Esther is committed to creative philosophizing that makes a concrete difference for people in all walks of life. An author and public speaker, her books and talks offer innovative philosophizing “for all of us,” and are also used in high schools, colleges and seminaries.

Biography[]

Born in Philadelphia, PA, Meek received a BA in Interdisciplinary Studies/Philosophy from Cedarville College, her MA in Humanities/Philosophy from Western Kentucky University, and a PhD in philosophy from Temple University. Her PhD dissertation explored the epistemic realism of 20th century premier scientist-turned-philosopher Michael Polanyi.
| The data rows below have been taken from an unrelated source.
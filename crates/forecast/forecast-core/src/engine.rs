//! Forecast engine
//!
//! Runs one forecast request end to end: horizon check, data check, step
//! inference, future index, strategy values. Every check happens before any
//! output is built, so a failing request never yields a partial result.

use forecast_spi::{
    ForecastError, ForecastMethod, ForecastResult, Forecaster, Result, StepEstimate, TimeSeries,
};
use tracing::debug;

use crate::future_index::future_index;
use crate::step::infer_step;
use crate::strategy::Strategy;

/// Produces a [`ForecastResult`] from a cleaned series
#[derive(Debug, Clone, Copy, PartialEq, Eq)]
pub struct ForecastEngine {
    strategy: Strategy,
}

impl ForecastEngine {
    pub fn new(strategy: impl Into<Strategy>) -> Self {
        Self {
            strategy: strategy.into(),
        }
    }

    /// Engine for `method`; `window` only matters for the rolling mean
    pub fn for_method(method: ForecastMethod, window: usize) -> Result<Self> {
        Ok(Self::new(Strategy::from_method(method, window)?))
    }

    pub fn strategy(&self) -> &Strategy {
        &self.strategy
    }

    pub fn method(&self) -> ForecastMethod {
        self.strategy.method()
    }

    /// Forecast `horizon` steps past the end of `series`
    pub fn forecast(&self, series: &TimeSeries, horizon: usize) -> Result<ForecastResult> {
        self.forecast_with_step(series, horizon).map(|(result, _)| result)
    }

    /// Like [`forecast`](Self::forecast), also returning the step the future
    /// index was built with
    pub fn forecast_with_step(
        &self,
        series: &TimeSeries,
        horizon: usize,
    ) -> Result<(ForecastResult, StepEstimate)> {
        if horizon == 0 {
            return Err(ForecastError::invalid_horizon(0, "must be a positive integer"));
        }
        self.strategy.ensure_enough_data(series)?;

        let last = series
            .last_timestamp()
            .ok_or(ForecastError::InsufficientData {
                required: 1,
                actual: 0,
            })?;

        let step = infer_step(series.timestamps());
        let timestamps = future_index(last, step.interval(), horizon)?;
        let values = self.strategy.forecast(series, horizon)?;

        if values.len() != horizon {
            return Err(ForecastError::NumericalError(format!(
                "{} produced {} values for horizon {}",
                self.method(),
                values.len(),
                horizon
            )));
        }
        if let Some(i) = values.iter().position(|v| !v.is_finite()) {
            return Err(ForecastError::NumericalError(format!(
                "{} produced a non-finite value at step {}",
                self.method(),
                i + 1
            )));
        }

        debug!(
            method = %self.method(),
            history = series.len(),
            horizon,
            step_secs = step.interval_seconds(),
            step_source = %step.source(),
            "forecast computed"
        );

        let result = ForecastResult::new(timestamps, values, self.method())?;
        Ok((result, step))
    }

    /// Step that [`forecast`](Self::forecast) would use for `series`
    pub fn step_for(&self, series: &TimeSeries) -> StepEstimate {
        infer_step(series.timestamps())
    }
}
//! Forecast Consumer API
//!
//! Request-level entry points on top of the core engine.
//!
//! This crate provides:
//! - [`ForecastConfig`] with range validation and JSON loading
//! - [`ForecastReport`], the bundle a presentation layer renders
//! - Runners for an in-memory series, a delimited table, or a batch of
//!   configurations evaluated in parallel

pub mod config;
pub mod report;

use std::io::Read;

use rayon::prelude::*;
use tracing::{info, warn};

pub use config::{
    ForecastConfig, ForecastConfigBuilder, DEFAULT_HORIZON, DEFAULT_WINDOW, HORIZON_MAX,
    HORIZON_MIN, WINDOW_MAX, WINDOW_MIN,
};
pub use report::ForecastReport;

// Re-export from core
pub use forecast_core::{
    assemble, clean, clean_with_summary, export_file_name, forecast_to_csv, future_index,
    infer_step, parse_timestamp, parse_value, read_observations, write_forecast_csv,
    CleaningSummary, ForecastEngine, LinearTrend, NaiveLastValue, Observation, RollingMean,
    Strategy, TableReader, TrendLine,
};

// Re-export from SPI
pub use forecast_spi::{
    AssembledRecord, AssembledSeries, ForecastError, ForecastMethod, ForecastResult, Forecaster,
    Phase, Result, StepEstimate, StepSource, TimeSeries,
};

/// Forecast `series` with `config` and assemble it with its history.
pub fn run(target: &str, series: &TimeSeries, config: &ForecastConfig) -> Result<ForecastReport> {
    config.validate()?;

    let engine = ForecastEngine::for_method(config.method, config.window_size())?;
    let (result, step) = engine.forecast_with_step(series, config.horizon_steps())?;
    let assembled = assemble(series, &result)?;

    info!(
        column = target,
        method = %config.method,
        horizon = result.horizon(),
        history = series.len(),
        step_source = %step.source(),
        "forecast complete"
    );

    Ok(ForecastReport {
        target: target.to_string(),
        config: *config,
        step,
        result,
        assembled,
    })
}

/// Read a comma-separated table, clean the `target` column and forecast it.
///
/// The configuration is validated before the table is read.
pub fn run_table<R: Read>(
    reader: R,
    target: &str,
    config: &ForecastConfig,
) -> Result<ForecastReport> {
    run_table_with(&TableReader::new(), reader, target, config)
}

/// Like [`run_table`] with a custom [`TableReader`].
pub fn run_table_with<R: Read>(
    table: &TableReader,
    reader: R,
    target: &str,
    config: &ForecastConfig,
) -> Result<ForecastReport> {
    config.validate()?;

    let observations = table.read(reader, target)?;
    let (series, summary) = clean_with_summary(observations)?;
    if summary.missing_dropped > 0 || summary.duplicates_dropped > 0 {
        warn!(
            column = target,
            missing = summary.missing_dropped,
            duplicates = summary.duplicates_dropped,
            "dropped rows while cleaning"
        );
    }

    run(target, &series, config)
}

/// Run several configurations against the same series in parallel.
///
/// Results are returned in the order of `configs`; one failing
/// configuration does not affect the others.
pub fn run_batch(
    target: &str,
    series: &TimeSeries,
    configs: &[ForecastConfig],
) -> Vec<Result<ForecastReport>> {
    configs
        .par_iter()
        .map(|config| run(target, series, config))
        .collect()
}

/// Prelude for convenient imports
pub mod prelude {
    pub use crate::config::{ForecastConfig, ForecastConfigBuilder};
    pub use crate::report::ForecastReport;
    pub use crate::{run, run_batch, run_table};
    pub use forecast_spi::{
        AssembledSeries, ForecastError, ForecastMethod, ForecastResult, Phase, Result,
        TimeSeries,
    };
}
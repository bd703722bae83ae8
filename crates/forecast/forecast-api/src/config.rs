//! Forecast request configuration.

use forecast_spi::{ForecastError, ForecastMethod, Result};
use serde::{Deserialize, Serialize};

/// Smallest accepted horizon
pub const HORIZON_MIN: i64 = 1;
/// Largest accepted horizon
pub const HORIZON_MAX: i64 = 365;
/// Smallest accepted rolling window
pub const WINDOW_MIN: i64 = 2;
/// Largest accepted rolling window
pub const WINDOW_MAX: i64 = 60;

pub const DEFAULT_HORIZON: i64 = 12;
pub const DEFAULT_WINDOW: i64 = 7;

/// Configuration for a single forecast request.
///
/// Values arrive from an outer interface and may be out of range; call
/// [`validate`](Self::validate) (the runners do) before using them.
#[derive(Debug, Clone, Copy, PartialEq, Eq, Serialize, Deserialize)]
#[serde(default, deny_unknown_fields)]
pub struct ForecastConfig {
    /// Forecasting strategy
    pub method: ForecastMethod,
    /// Number of future steps, 1 to 365
    pub horizon: i64,
    /// Trailing window, 2 to 60; only read by the rolling mean
    pub window: i64,
}

impl Default for ForecastConfig {
    fn default() -> Self {
        Self {
            method: ForecastMethod::LinearTrend,
            horizon: DEFAULT_HORIZON,
            window: DEFAULT_WINDOW,
        }
    }
}

impl ForecastConfig {
    /// Create a new configuration.
    pub fn new(method: ForecastMethod, horizon: i64, window: i64) -> Self {
        Self {
            method,
            horizon,
            window,
        }
    }

    /// Linear trend over `horizon` steps.
    pub fn linear_trend(horizon: i64) -> Self {
        Self::new(ForecastMethod::LinearTrend, horizon, DEFAULT_WINDOW)
    }

    /// Naive last value over `horizon` steps.
    pub fn naive(horizon: i64) -> Self {
        Self::new(ForecastMethod::NaiveLastValue, horizon, DEFAULT_WINDOW)
    }

    /// Rolling mean of `window` observations over `horizon` steps.
    pub fn rolling_mean(horizon: i64, window: i64) -> Self {
        Self::new(ForecastMethod::RollingMean, horizon, window)
    }

    /// Parse and validate a JSON configuration.
    ///
    /// Missing fields take their defaults; unknown fields and unknown method
    /// tags are rejected.
    pub fn from_json(json: &str) -> Result<Self> {
        let value: serde_json::Value = serde_json::from_str(json)
            .map_err(|e| ForecastError::invalid_configuration("config", e.to_string()))?;

        if let Some(horizon) = value.get("horizon") {
            if horizon.as_i64().is_none() {
                return Err(ForecastError::invalid_horizon(
                    horizon.as_f64().map_or(0, |h| h as i64),
                    format!("must be an integer, got {}", horizon),
                ));
            }
        }

        let config: Self = serde_json::from_value(value)
            .map_err(|e| ForecastError::invalid_configuration("config", e.to_string()))?;
        config.validate()?;
        Ok(config)
    }

    /// Check the configuration against the accepted bounds.
    pub fn validate(&self) -> Result<()> {
        if self.horizon < HORIZON_MIN {
            return Err(ForecastError::invalid_horizon(
                self.horizon,
                "must be a positive integer",
            ));
        }
        if self.horizon > HORIZON_MAX {
            return Err(ForecastError::invalid_horizon(
                self.horizon,
                format!("must be at most {}", HORIZON_MAX),
            ));
        }
        if self.method.uses_window() && !(WINDOW_MIN..=WINDOW_MAX).contains(&self.window) {
            return Err(ForecastError::invalid_configuration(
                "window",
                format!(
                    "must be between {} and {}, got {}",
                    WINDOW_MIN, WINDOW_MAX, self.window
                ),
            ));
        }
        Ok(())
    }

    /// Horizon as a step count; zero when negative.
    pub fn horizon_steps(&self) -> usize {
        usize::try_from(self.horizon).unwrap_or(0)
    }

    /// Window as an observation count; zero when negative.
    pub fn window_size(&self) -> usize {
        usize::try_from(self.window).unwrap_or(0)
    }
}

/// Builder for ForecastConfig.
#[derive(Debug, Default)]
pub struct ForecastConfigBuilder {
    method: Option<ForecastMethod>,
    method_tag: Option<String>,
    horizon: Option<i64>,
    window: Option<i64>,
}

impl ForecastConfigBuilder {
    /// Create a new builder.
    pub fn new() -> Self {
        Self::default()
    }

    /// Set the method.
    pub fn method(mut self, method: ForecastMethod) -> Self {
        self.method = Some(method);
        self.method_tag = None;
        self
    }

    /// Set the method from a textual tag, parsed on build.
    pub fn method_tag(mut self, tag: &str) -> Self {
        self.method_tag = Some(tag.to_string());
        self.method = None;
        self
    }

    /// Set the horizon.
    pub fn horizon(mut self, horizon: i64) -> Self {
        self.horizon = Some(horizon);
        self
    }

    /// Set the rolling window.
    pub fn window(mut self, window: i64) -> Self {
        self.window = Some(window);
        self
    }

    /// Build and validate the configuration.
    pub fn build(self) -> Result<ForecastConfig> {
        let defaults = ForecastConfig::default();
        let method = match (self.method, self.method_tag) {
            (Some(method), _) => method,
            (None, Some(tag)) => tag.parse()?,
            (None, None) => defaults.method,
        };

        let config = ForecastConfig {
            method,
            horizon: self.horizon.unwrap_or(defaults.horizon),
            window: self.window.unwrap_or(defaults.window),
        };
        config.validate()?;
        Ok(config)
    }
}
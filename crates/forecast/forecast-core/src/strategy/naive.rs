//! Naive last-value strategy

use forecast_spi::{ForecastError, ForecastMethod, Forecaster, Result, TimeSeries};

/// Repeats the last observed value for every future step
#[derive(Debug, Clone, Copy, PartialEq, Eq, Default)]
pub struct NaiveLastValue;

impl NaiveLastValue {
    pub fn new() -> Self {
        Self
    }
}

impl Forecaster for NaiveLastValue {
    fn method(&self) -> ForecastMethod {
        ForecastMethod::NaiveLastValue
    }

    fn min_points(&self) -> usize {
        1
    }

    fn forecast(&self, series: &TimeSeries, horizon: usize) -> Result<Vec<f64>> {
        let last = series.last_value().ok_or(ForecastError::InsufficientData {
            required: self.min_points(),
            actual: 0,
        })?;
        Ok(vec![last; horizon])
    }
}

#[cfg(test)]
mod tests {
    use super::*;
    use crate::strategy::test_support::series;

    #[test]
    fn test_repeats_last_value() {
        let forecast = NaiveLastValue
            .forecast(&series(&[10.0, 20.0, 30.0]), 3)
            .unwrap();
        assert_eq!(forecast, vec![30.0, 30.0, 30.0]);
    }

    #[test]
    fn test_single_point_succeeds() {
        let forecast = NaiveLastValue.forecast(&series(&[42.0]), 2).unwrap();
        assert_eq!(forecast, vec![42.0, 42.0]);
    }

    #[test]
    fn test_negative_values() {
        let forecast = NaiveLastValue.forecast(&series(&[1.0, -4.5]), 1).unwrap();
        assert_eq!(forecast, vec![-4.5]);
    }

    #[test]
    fn test_empty_series_insufficient() {
        let err = NaiveLastValue.forecast(&series(&[]), 1).unwrap_err();
        assert_eq!(
            err,
            ForecastError::InsufficientData {
                required: 1,
                actual: 0
            }
        );
    }
}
She has taught philosophy part-time for Western Kentucky University, Temple University, University of Southwest Louisiana, Fontbonne University, St. Louis University, and Covenant Theological Seminary. While at Covenant Seminary, she also served as Director of Publications, inaugurating her career as a popular writer.

Meek began her tenure with Geneva College in 2004, co-anchoring the College’s Philosophy Program, as well as teaming in the College’s Core Humanities sequence, and offering its introductory Logic requirement. Meek is a Board Member with the Michael Polanyi Society, and a frequent contributor to the Polanyi Society Journal, Tradition and Discovery. She contributes also to other scholarly and popular journals.

Meek speaks to universities, seminaries, and high schools, faculty and students, as well as to churches, giving keynote talks, and conducting epistemology workshops. She is featured selectively on some public videos and podcasts.

A majority of her work to date engages epistemology, the philosophical study of how it is that we know what we know. She titles her own epistemic proposals "covenant epistemology." Covenant epistemology proposes that the best paradigm of human knowing is the interpersonal, covenantally constituted, encounter and relationship. She works to challenge the widespread but defective "epistemic default" of Western modernist epistemology, carrying out the "epistemological therapy" required for transformative philosophical healing. Covenant epistemology describes how knowing works in all areas or work and life. Restoring the way we make sense of knowing positively and practically impacts a person’s work, as well as proving personally, transformatively, healing.

Books[]

  • Longing to Know: The Philosophy of Knowledge for Ordinary People (Brazos, 2003)
  • Loving to Know: Introducing Covenant Epistemology (Cascade, 2011)
  • A Little Manual for Knowing (Cascade, 2014)
  • Contact With Reality: Michael Polanyi's Realism and Why It Matters (Cascade, 2017)
  • An earlier book she coauthored with Church Expert Donald J. MacNair: The Practices of a Healthy Church (P&R, 1999).
  • Her current book project is a series, Doorways, in which each small volume will work out covenant epistemology's application in a specific discipline such as art, business, therapy, and education.